Base64 is a binary-to-text encoding scheme that represents binary data as a string of printable ASCII characters. It was originally defined in RFC 4648 and is one of the most common encoding formats on the web.
Base64 is not encryption — it provides no security. Anyone can decode a Base64 string. Its purpose is purely to make binary data safe for text-based transmission channels.
How Base64 Works
The encoding process takes groups of 3 bytes (24 bits) and splits them into 4 groups of 6 bits.

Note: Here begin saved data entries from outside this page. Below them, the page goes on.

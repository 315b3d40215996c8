use anyhow::{bail, Context as _, Result};
use console::style;
use lectern_config::{Config, ConfigManager};
use lectern_core::{format_clock, Book, BookKey, Shelf, Timestamp};
use lectern_library::LibraryManager;
use lectern_store::{sidecar_path, SidecarStore, StateStore};
use std::path::PathBuf;

/// Everything a command needs: the loaded config, the library and the
/// sidecar store
pub struct Context {
    pub config: Config,
    pub manager: ConfigManager,
    pub library: LibraryManager,
    pub store: SidecarStore,
}

impl Context {
    pub fn open(manager: ConfigManager) -> Result<Self> {
        let config = manager.load_or_default();
        let data_dir = manager
            .ensure_data_dir(&config.app)
            .context("Failed to create data directory")?;
        let library = LibraryManager::open(&config.library, &data_dir);

        Ok(Self {
            config,
            manager,
            library,
            store: SidecarStore::new(),
        })
    }

    fn save(&mut self) -> Result<()> {
        for event in self.library.drain_events() {
            log::debug!("{:?}", event);
        }
        self.library
            .save_catalog()
            .context("Failed to save library catalog")
    }

    /// Finds a book by full key or unique key prefix
    pub fn resolve(&self, key_or_prefix: &str) -> Result<BookKey> {
        let wanted = key_or_prefix.trim().to_lowercase();
        if wanted.is_empty() {
            bail!("Book key is required");
        }

        let mut matches = self
            .library
            .index()
            .books()
            .filter(|b| b.key.as_str().starts_with(&wanted))
            .map(|b| b.key.clone());

        match (matches.next(), matches.next()) {
            (Some(key), None) => Ok(key),
            (None, _) => bail!("No book matches '{}'", key_or_prefix),
            (Some(_), Some(_)) => bail!("'{}' matches more than one book", key_or_prefix),
        }
    }

    fn book(&self, key: &BookKey) -> Result<&Book> {
        self.library
            .index()
            .get(key)
            .ok_or_else(|| anyhow::anyhow!("Book not found: {}", key))
    }
}

/// Scan library roots, optionally adding new ones to the config first
pub fn scan(ctx: &mut Context, new_roots: &[PathBuf]) -> Result<()> {
    for root in new_roots {
        if !root.exists() {
            bail!("Path not found: {}", root.display());
        }
        if ctx.library.add_root(root.clone()) {
            ctx.config.library.library_paths.push(root.clone());
        }
    }
    if !new_roots.is_empty() {
        ctx.manager
            .save(&ctx.config)
            .context("Failed to save library paths")?;
    }

    if ctx.library.roots().is_empty() {
        println!("No library paths configured. Run 'scan <PATH>' to add one.");
        return Ok(());
    }

    let report = ctx.library.rescan();
    let hydrated = ctx.library.hydrate(&ctx.store);
    ctx.save()?;

    println!(
        "{} Scan complete: {} added, {} updated, {} unchanged",
        style("✓").green().bold(),
        style(report.added.len()).bold(),
        report.updated.len(),
        report.unchanged
    );
    log::debug!("Refreshed {} books from session records", hydrated);
    Ok(())
}

/// List the books on a shelf (All Books by default)
pub fn list_books(ctx: &Context, shelf: Option<&str>) -> Result<()> {
    let shelf = shelf.map(Shelf::parse).unwrap_or(Shelf::AllBooks);
    let books = ctx
        .library
        .index()
        .list_by_shelf(&shelf)
        .context("Failed to list books")?;

    if books.is_empty() {
        println!("No books on '{}'.", shelf);
        return Ok(());
    }

    println!("\n{} {}", style(books.len()).bold().cyan(), style(&shelf).bold());
    println!("{}", "=".repeat(80));
    for book in books {
        print_book_summary(book);
    }
    Ok(())
}

pub fn search_books(ctx: &Context, query: &str) -> Result<()> {
    let mut results: Vec<&Book> = ctx.library.index().search(query).collect();
    results.sort_by(|a, b| a.title.to_lowercase().cmp(&b.title.to_lowercase()));

    if results.is_empty() {
        println!("No books found matching '{}'", query);
        return Ok(());
    }

    println!(
        "\n{} Search Results for '{}'",
        style(results.len()).bold().cyan(),
        query
    );
    println!("{}", "=".repeat(80));
    for book in results {
        print_book_summary(book);
    }
    Ok(())
}

/// Recently played books, newest first
pub fn show_history(ctx: &Context, limit: Option<usize>) -> Result<()> {
    let limit = limit.unwrap_or(ctx.config.app.history_limit);
    let books = ctx.library.index().history(limit);

    if books.is_empty() {
        println!("Nothing played yet.");
        return Ok(());
    }

    let now = Timestamp::now();
    println!("\n{}", style("Recently Played").bold().cyan());
    println!("{}", "=".repeat(80));
    for book in books {
        let when = book
            .last_played
            .map(|t| format_age(now.secs_since(t)))
            .unwrap_or_default();
        println!("{}  {}", style(&book.title).bold(), style(when).dim());
    }
    Ok(())
}

/// Detailed view of one book, including its saved session
pub fn show_book_info(ctx: &Context, key: &str) -> Result<()> {
    let key = ctx.resolve(key)?;
    let book = ctx.book(&key)?;

    println!("\n{}", style("Book Information").bold().cyan());
    println!("{}", "=".repeat(80));
    println!("Key: {}", book.key);
    println!("Title: {}", style(&book.title).bold());
    println!("Root: {}", book.root.display());
    println!("Duration: {}", describe_duration(book));

    println!("\nFiles:");
    for file in &book.files {
        let duration = file.duration.map(format_clock).unwrap_or_else(|| "?".into());
        println!("  {} ({})", file.path.display(), duration);
    }

    if !book.chapters.is_empty() {
        println!("\nChapters:");
        for chapter in &book.chapters {
            println!("  {}  {}", format_clock(chapter.start), chapter.title);
        }
    }

    if !book.shelves.is_empty() {
        let shelves: Vec<&str> = book.shelves.iter().map(String::as_str).collect();
        println!("\nShelves: {}", shelves.join(", "));
    }
    Ok(())
}

/// Print the saved session record of a book as JSON
pub fn show_state(ctx: &Context, key: &str) -> Result<()> {
    let key = ctx.resolve(key)?;
    let locator = ctx.book(&key)?.locator();

    match ctx
        .store
        .load(&locator)
        .context("Failed to read session record")?
    {
        Some(state) => {
            println!("{}", style(sidecar_path(&locator).display()).dim());
            let json =
                serde_json::to_string_pretty(&state).context("Failed to encode session")?;
            println!("{}", json);
        }
        None => println!("No saved state for {}", key),
    }
    Ok(())
}

/// Forget a book. Its media and session record stay on disk.
pub fn remove_book(ctx: &mut Context, key: &str, force: bool) -> Result<()> {
    let key = ctx.resolve(key)?;
    let title = ctx.book(&key)?.title.clone();

    if !force {
        println!("Are you sure you want to remove '{}'? (y/N)", title);
        let mut input = String::new();
        std::io::stdin()
            .read_line(&mut input)
            .context("Failed to read input")?;

        if !input.trim().eq_ignore_ascii_case("y") {
            println!("Removal cancelled.");
            return Ok(());
        }
    }

    ctx.library.index_mut().remove(&key)?;
    ctx.save()?;
    println!("{} Book removed: {}", style("✓").green().bold(), title);
    Ok(())
}

pub fn set_pinned(ctx: &mut Context, key: &str, pinned: bool) -> Result<()> {
    let key = ctx.resolve(key)?;
    if pinned {
        ctx.library.index_mut().pin(&key)?;
    } else {
        ctx.library.index_mut().unpin(&key)?;
    }
    ctx.save()?;

    let title = &ctx.book(&key)?.title;
    if pinned {
        println!("{} Pinned '{}'", style("✓").green().bold(), title);
    } else {
        println!("{} Unpinned '{}'", style("✓").green().bold(), title);
    }
    Ok(())
}

/// Shelf subcommands
pub enum ShelfAction<'a> {
    List,
    Create(&'a str),
    Rename(&'a str, &'a str),
    Remove(&'a str),
    Assign { key: &'a str, shelf: &'a str },
    Unassign { key: &'a str, shelf: &'a str },
}

pub fn manage_shelf(ctx: &mut Context, action: ShelfAction<'_>) -> Result<()> {
    let done = style("✓").green().bold();
    match action {
        ShelfAction::List => {
            for name in ctx.library.index().shelves() {
                let count = ctx
                    .library
                    .index()
                    .books()
                    .filter(|b| b.is_on_shelf(name))
                    .count();
                println!("{} ({})", style(name).bold(), count);
            }
            return Ok(());
        }
        ShelfAction::Create(name) => {
            ctx.library.index_mut().create_shelf(name)?;
            println!("{} Created shelf '{}'", done, name);
        }
        ShelfAction::Rename(from, to) => {
            ctx.library.index_mut().rename_shelf(from, to)?;
            println!("{} Renamed '{}' to '{}'", done, from, to);
        }
        ShelfAction::Remove(name) => {
            ctx.library.index_mut().remove_shelf(name)?;
            println!("{} Removed shelf '{}'", done, name);
        }
        ShelfAction::Assign { key, shelf } => {
            let key = ctx.resolve(key)?;
            if !ctx
                .library
                .index_mut()
                .assign_shelf(&key, &Shelf::parse(shelf))?
            {
                println!("Already on '{}'", shelf);
                return Ok(());
            }
            println!("{} Added to '{}'", done, shelf);
        }
        ShelfAction::Unassign { key, shelf } => {
            let key = ctx.resolve(key)?;
            if !ctx.library.index_mut().unassign_shelf(&key, shelf)? {
                println!("Not on '{}'", shelf);
                return Ok(());
            }
            println!("{} Removed from '{}'", done, shelf);
        }
    }
    ctx.save()
}

pub fn show_stats(ctx: &Context) -> Result<()> {
    let index = ctx.library.index();
    let total = index.len();
    let finished = index.books().filter(|b| b.finished).count();
    let pinned = index.books().filter(|b| b.pinned).count();
    let known: Vec<f64> = index.books().filter_map(Book::total_duration).collect();
    let total_secs: f64 = known.iter().sum();

    println!("\n{}", style("Library Statistics").bold().cyan());
    println!("{}", "=".repeat(80));
    println!("Total Books: {}", style(total).bold());
    println!("Finished: {}", style(finished).bold());
    println!("Pinned: {}", style(pinned).bold());
    println!("Shelves: {}", index.shelves().count());
    println!("Total Duration: {}", format_duration(total_secs as u64));
    if known.len() < total {
        println!("  ({} books not yet probed)", total - known.len());
    }
    Ok(())
}

/// Show where config and data live, then the effective config
pub fn show_config(ctx: &Context) -> Result<()> {
    println!("Config file: {}", ctx.manager.config_path().display());
    println!("Data directory: {}", ctx.manager.data_dir(&ctx.config.app).display());
    if ctx.manager.is_portable() {
        println!("{}", style("Portable mode").yellow());
    }
    println!();
    let text = toml::to_string_pretty(&ctx.config).context("Failed to encode config")?;
    println!("{}", text);
    Ok(())
}

fn print_book_summary(book: &Book) {
    println!("\n{}", style(&book.title).bold());
    println!(
        "  Key: {} | Duration: {} | Files: {}",
        truncate(book.key.as_str(), 8),
        describe_duration(book),
        book.files.len()
    );
    if book.pinned {
        print!("  {}", style("★ Pinned").yellow());
    }
    if book.finished {
        print!("  {}", style("Finished").green());
    }
    println!();
}

fn describe_duration(book: &Book) -> String {
    book.total_duration()
        .map(format_clock)
        .unwrap_or_else(|| "unknown".to_string())
}

fn format_duration(seconds: u64) -> String {
    let hours = seconds / 3600;
    let minutes = (seconds % 3600) / 60;
    if hours > 0 {
        format!("{}h {}m", hours, minutes)
    } else {
        format!("{}m", minutes)
    }
}

fn format_age(secs: f64) -> String {
    let secs = secs.max(0.0) as u64;
    match secs {
        0..=59 => "just now".to_string(),
        60..=3599 => plural(secs / 60, "minute"),
        3600..=86_399 => plural(secs / 3600, "hour"),
        _ => plural(secs / 86_400, "day"),
    }
}

fn plural(n: u64, unit: &str) -> String {
    if n == 1 {
        format!("1 {} ago", unit)
    } else {
        format!("{} {}s ago", n, unit)
    }
}

fn truncate(s: &str, max_len: usize) -> String {
    if s.len() <= max_len {
        s.to_string()
    } else {
        format!("{}...", &s[..max_len])
    }
}

#[cfg(test)]
mod tests;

Each 6-bit group maps to one of 64 printable ASCII characters: A-Z (26), a-z (26), 0-9 (10), and two symbols + and /. The = character is used for padding when the input length is not divisible by 3.

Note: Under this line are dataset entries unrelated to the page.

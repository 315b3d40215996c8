//! Error taxonomy and recovery strategies for Lectern
//!
//! Every failure in the player core falls into one of three severity tiers:
//! - **Recoverable**: retried automatically on the next clock tick (sidecar write failed)
//! - **Degraded**: the feature is unavailable but the player keeps running (missing media)
//! - **Fatal**: unrecoverable resource exhaustion (disk full on every retry)
//!
//! Out-of-range inputs (seek past the end, rate outside bounds) are not errors at all:
//! they are clamped at the API boundary.

use std::fmt;
use std::io;
use std::path::PathBuf;
use thiserror::Error;

/// Recovery actions that can be taken when an error occurs
#[derive(Debug, Clone, Copy, PartialEq, Eq)]
pub enum RecoveryAction {
    /// Keep the state dirty and retry on the next debounce tick
    RetryNextTick,
    /// Continue with default values (missing or unreadable records)
    UseDefaults,
    /// Leave the player idle and tell the user the media is unavailable
    ReportToUser,
    /// Flush what can be flushed and shut down
    SafeShutdown,
}

impl fmt::Display for RecoveryAction {
    fn fmt(&self, f: &mut fmt::Formatter<'_>) -> fmt::Result {
        match self {
            Self::RetryNextTick => write!(f, "Retrying on next tick"),
            Self::UseDefaults => write!(f, "Using defaults"),
            Self::ReportToUser => write!(f, "Reporting to user"),
            Self::SafeShutdown => write!(f, "Performing safe shutdown"),
        }
    }
}

/// Error severity classification
#[derive(Debug, Clone, Copy, PartialEq, Eq, PartialOrd, Ord)]
pub enum ErrorSeverity {
    /// Error can be automatically recovered from
    Recoverable,
    /// Feature degraded but the player continues
    Degraded,
    /// Critical error requiring shutdown or user action
    Fatal,
}

impl fmt::Display for ErrorSeverity {
    fn fmt(&self, f: &mut fmt::Formatter<'_>) -> fmt::Result {
        match self {
            Self::Recoverable => write!(f, "Recoverable"),
            Self::Degraded => write!(f, "Degraded"),
            Self::Fatal => write!(f, "Fatal"),
        }
    }
}

/// Main error type shared by the Lectern crates
#[derive(Error, Debug)]
pub enum AppError {
    /// Media file missing, corrupt, or the transport refused to bind
    #[error("Media unavailable: {path}: {reason}")]
    MediaUnavailable { path: PathBuf, reason: String },

    /// Sidecar or catalog write failed
    #[error("Persistence error at {path}: {source}")]
    PersistenceError {
        path: PathBuf,
        #[source]
        source: io::Error,
    },

    /// A persisted record could not be parsed
    #[error("Corrupt record at {path}: {reason}")]
    CorruptRecord { path: PathBuf, reason: String },

    /// Storage medium is full
    #[error("Disk full while writing {path}")]
    DiskFull { path: PathBuf },

    /// Entity not present in the library
    #[error("Not found: {entity} {identifier}")]
    NotFound { entity: String, identifier: String },

    /// Operation not permitted on this target (e.g. assigning to a virtual shelf)
    #[error("Invalid argument: {argument} - {reason}")]
    InvalidArgument { argument: String, reason: String },

    /// Operation is not legal in the current state
    #[error("Invalid state: {0}")]
    InvalidState(String),

    /// Generic internal error
    #[error("Internal error: {message}")]
    Internal { message: String },
}

impl AppError {
    /// Returns the severity level of this error
    pub fn severity(&self) -> ErrorSeverity {
        match self {
            Self::PersistenceError { .. } => ErrorSeverity::Recoverable,
            Self::DiskFull { .. } => ErrorSeverity::Fatal,
            _ => ErrorSeverity::Degraded,
        }
    }

    /// Returns the recommended recovery action for this error
    pub fn recovery_action(&self) -> RecoveryAction {
        match self {
            Self::PersistenceError { .. } => RecoveryAction::RetryNextTick,
            Self::CorruptRecord { .. } => RecoveryAction::UseDefaults,
            Self::DiskFull { .. } => RecoveryAction::SafeShutdown,
            _ => RecoveryAction::ReportToUser,
        }
    }

    /// Returns a user-facing message suitable for announcement
    pub fn user_message(&self) -> String {
        match self {
            Self::MediaUnavailable { .. } => {
                "This book's audio files cannot be opened. They may have been moved or deleted."
                    .to_string()
            }
            Self::PersistenceError { .. } => {
                "Listening progress could not be saved. It will be retried.".to_string()
            }
            Self::CorruptRecord { .. } => {
                "Saved progress for this book was unreadable. Starting from the beginning."
                    .to_string()
            }
            Self::DiskFull { .. } => {
                "Not enough storage space to save listening progress.".to_string()
            }
            Self::NotFound { entity, .. } => format!("The requested {} was not found.", entity),
            Self::InvalidArgument { .. } => "That action is not allowed here.".to_string(),
            Self::InvalidState(_) => "That action is not available right now.".to_string(),
            Self::Internal { .. } => "An unexpected error occurred.".to_string(),
        }
    }

    /// Returns true if this error should be logged at ERROR level
    pub fn is_critical(&self) -> bool {
        self.severity() == ErrorSeverity::Fatal
    }

    /// Returns true if this error is retried automatically
    pub fn is_retryable(&self) -> bool {
        self.recovery_action() == RecoveryAction::RetryNextTick
    }

    /// Builds a persistence error, promoting out-of-space conditions to `DiskFull`
    pub fn persistence(path: impl Into<PathBuf>, source: io::Error) -> Self {
        let path = path.into();
        if source.kind() == io::ErrorKind::StorageFull {
            Self::DiskFull { path }
        } else {
            Self::PersistenceError { path, source }
        }
    }

    /// Helper for `NotFound` on a book key
    pub fn book_not_found(key: impl fmt::Display) -> Self {
        Self::NotFound {
            entity: "book".to_string(),
            identifier: key.to_string(),
        }
    }
}

/// Convenience type alias for Results using AppError
pub type Result<T> = std::result::Result<T, AppError>;

#[cfg(test)]
mod tests {
    use super::*;

    #[test]
    fn test_error_severity_ordering() {
        assert!(ErrorSeverity::Recoverable < ErrorSeverity::Degraded);
        assert!(ErrorSeverity::Degraded < ErrorSeverity::Fatal);
    }

    #[test]
    fn test_persistence_error_is_retryable() {
        let err = AppError::persistence(
            "/books/a/.lectern-session.json",
            io::Error::new(io::ErrorKind::PermissionDenied, "read-only"),
        );
        assert_eq!(err.severity(), ErrorSeverity::Recoverable);
        assert!(err.is_retryable());
        assert!(!err.is_critical());
    }

    #[test]
    fn test_storage_full_becomes_disk_full() {
        let err = AppError::persistence(
            "/books/a/.lectern-session.json",
            io::Error::new(io::ErrorKind::StorageFull, "no space"),
        );
        assert!(matches!(err, AppError::DiskFull { .. }));
        assert!(err.is_critical());
        assert_eq!(err.recovery_action(), RecoveryAction::SafeShutdown);
    }

    #[test]
    fn test_corrupt_record_uses_defaults() {
        let err = AppError::CorruptRecord {
            path: PathBuf::from("x"),
            reason: "EOF".to_string(),
        };
        assert_eq!(err.recovery_action(), RecoveryAction::UseDefaults);
        assert_eq!(err.severity(), ErrorSeverity::Degraded);
    }

    #[test]
    fn test_media_unavailable_is_degraded() {
        let err = AppError::MediaUnavailable {
            path: PathBuf::from("/missing.m4b"),
            reason: "not found".to_string(),
        };
        assert_eq!(err.severity(), ErrorSeverity::Degraded);
        assert_eq!(err.recovery_action(), RecoveryAction::ReportToUser);
        assert!(err.to_string().contains("/missing.m4b"));
    }

    #[test]
    fn test_user_messages_are_friendly() {
        let errors = vec![
            AppError::book_not_found("abc"),
            AppError::InvalidState("idle".to_string()),
            AppError::Internal {
                message: "boom".to_string(),
            },
        ];
        for err in errors {
            let msg = err.user_message();
            assert!(!msg.is_empty());
            assert!(!msg.contains("boom"));
        }
    }

    #[test]
    fn test_recovery_action_display() {
        assert_eq!(
            RecoveryAction::RetryNextTick.to_string(),
            "Retrying on next tick"
        );
    }
}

This means Base64 encoding increases the data size by approximately 33% — every 3 bytes of input become 4 bytes of output. Despite this overhead, Base64 remains essential for scenarios where binary data must pass through text-only systems.
Common Use Cases
- Data URIs — embedding images, fonts, and other assets directly in HTML and CSS without additional HTTP requests
- Email attachments — MIME encoding uses Base64 to attach files to emails via the text-based SMTP protocol
- API data transfer — transmitting binary data (images, PDFs, etc.) in JSON and XML payloads
- Certificates and keys — PEM format stores X.509 certificates and RSA keys as Base64 between BEGIN/END headers
- JWT tokens — JSON Web Tokens use Base64url encoding for their header and payload sections
- Basic Authentication — HTTP Basic Auth encodes credentials as
username:passwordin Base64
Base64 vs Base64url
Standard Base64 uses + and / characters, which have special meaning in URLs. Base64url replaces them with - and _ respectively, and omits padding (=). This variant is used in JWTs, filename-safe strings, and URL parameters.